SecondCor521's Avatar
 
Join Date: Jun 2006
Location: Boise
Posts: 7,866
Re: Valuing pension for a divorce

Quote:
Originally Posted by brownds
if i were eligible to retire today, i would get about 1500 a month. A quarter of that is $375.

What would I multiply that 375 by? The number of months we were married or try to figure out how many years i would live until?

that is what is confusing me.
brownds, here's an explanation for you. I don't know your background so if I say stuff you already know I apologize.

In finance, there's this thing called net present value, which is how much a certain set of payments is worth today. For example, if John owes Jane $100 that he is supposed to pay her a year from now, she would probably take $90 today, because she'd get the money sooner and could invest that money and maybe earn $5 on it over the next year that she was going to have to wait to get her money. Plus maybe she subtracts (or discounts) the payment another $5 because by getting her money now she's eliminated the risk that John would somehow weasel out of paying her, or that she'd have to hire a collector to go after John to get the money. So you could say that the $90 is the net present value (NPV is the abbreviation they use) of that $100 payment.

You can extend the idea to a series of payments. So if John owes Jane $100 a year for the next five years, Jane could figure out the NPV for each of those payments individually, then just add up the NPV's to get the NPV for the whole set of payments. Of course, she'd probably discount the payment five years out more than the one next year, because there is a longer time for her to earn interest, and a greater chance that John will die, forget to pay, or move to Mexico or whatever. So maybe she takes $90 for the first payment, $80 for the second, and so forth, and decides on an NPV of $90+$80+$70+$60+$50.
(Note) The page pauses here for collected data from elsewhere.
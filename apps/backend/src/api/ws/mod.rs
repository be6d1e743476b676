//! WebSocket surface: viewers join sessions and receive snapshots, operators
//! may also push updates and clock actions over the same socket

mod client;
mod server;
mod state;

use axum::{
    extract::{
        ws::{WebSocket, WebSocketUpgrade},
        State,
    },
    response::Response,
    routing::get,
    Router,
};
use futures::StreamExt;
use std::sync::Arc;
use tokio::sync::{mpsc, RwLock};
use tokio::time::Duration;

use crate::engine::Scoreboard;
use client::handle_client_messages;
use server::handle_server_messages;
use state::SocketState;

/// Keepalive and idle limits for a socket
#[derive(Debug, Clone)]
pub struct WsSettings {
    pub ping_interval: Duration,
    pub pong_timeout: Duration,
    /// How long a socket may stay open without having joined any session
    pub idle_timeout: Duration,
}

impl Default for WsSettings {
    fn default() -> Self {
        Self {
            ping_interval: Duration::from_secs(30),
            pong_timeout: Duration::from_secs(60),
            idle_timeout: Duration::from_secs(300),
        }
    }
}

/// Create WebSocket routes
pub fn create_ws<S>() -> Router<S>
where
    S: Clone + Send + Sync + 'static + WsState,
{
    Router::new().route("/ws", get(ws_handler::<S>))
}

/// WebSocket upgrade handler
async fn ws_handler<S>(ws: WebSocketUpgrade, State(state): State<S>) -> Response
where
    S: Clone + Send + Sync + 'static + WsState,
{
    ws.on_upgrade(move |socket| handle_socket(socket, state))
}

/// Trait that AppState must implement to provide WebSocket functionality
pub trait WsState {
    fn scoreboard(&self) -> &Scoreboard;
    fn ws_settings(&self) -> &WsSettings;
}

/// Handle a WebSocket connection with ping/pong keepalive
async fn handle_socket<S>(socket: WebSocket, state: S)
where
    S: Clone + Send + Sync + 'static + WsState,
{
    let (sender, receiver) = socket.split();
    let (connection, outbox) = state.scoreboard().open_connection();
    let connection_id = connection.id();
    let socket_state = Arc::new(RwLock::new(SocketState::new()));
    let (ack_tx, ack_rx) = mpsc::unbounded_channel();

    log::info!("WebSocket connection {} opened", connection_id);

    // Task 1: Handle incoming messages from client
    let mut recv_task = {
        let state = state.clone();
        let socket_state = socket_state.clone();

        tokio::spawn(async move {
            handle_client_messages(receiver, state.scoreboard(), connection, socket_state, ack_tx)
                .await
        })
    };

    // Task 2: Send outgoing messages to client + ping/pong management
    let mut send_task = {
        let settings = state.ws_settings().clone();
        let socket_state = socket_state.clone();

        tokio::spawn(async move {
            handle_server_messages(sender, outbox, ack_rx, socket_state, settings).await
        })
    };

    // Wait for either task to complete (disconnection)
    tokio::select! {
        _ = &mut recv_task => {
            log::info!("WebSocket receive task ended");
            send_task.abort();
        },
        _ = &mut send_task => {
            log::info!("WebSocket send task ended");
            recv_task.abort();
        },
    }

    let left = state.scoreboard().disconnect(connection_id);
    log::info!(
        "WebSocket connection {} closed (left {} sessions)",
        connection_id,
        left.len()
    );
}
The same thing can be done with your pension. If you quit today, your company would be paying you $1500 a month starting at some point in the future. Let's say you're 50 now and your pension would start when you're 65, and you're expected to live to 90 based on some life expectancy table. So now we just take that series of payments of $1500 per month for 25 years starting 15 years from now, and discount it just like Jane did above, and calculate an NPV.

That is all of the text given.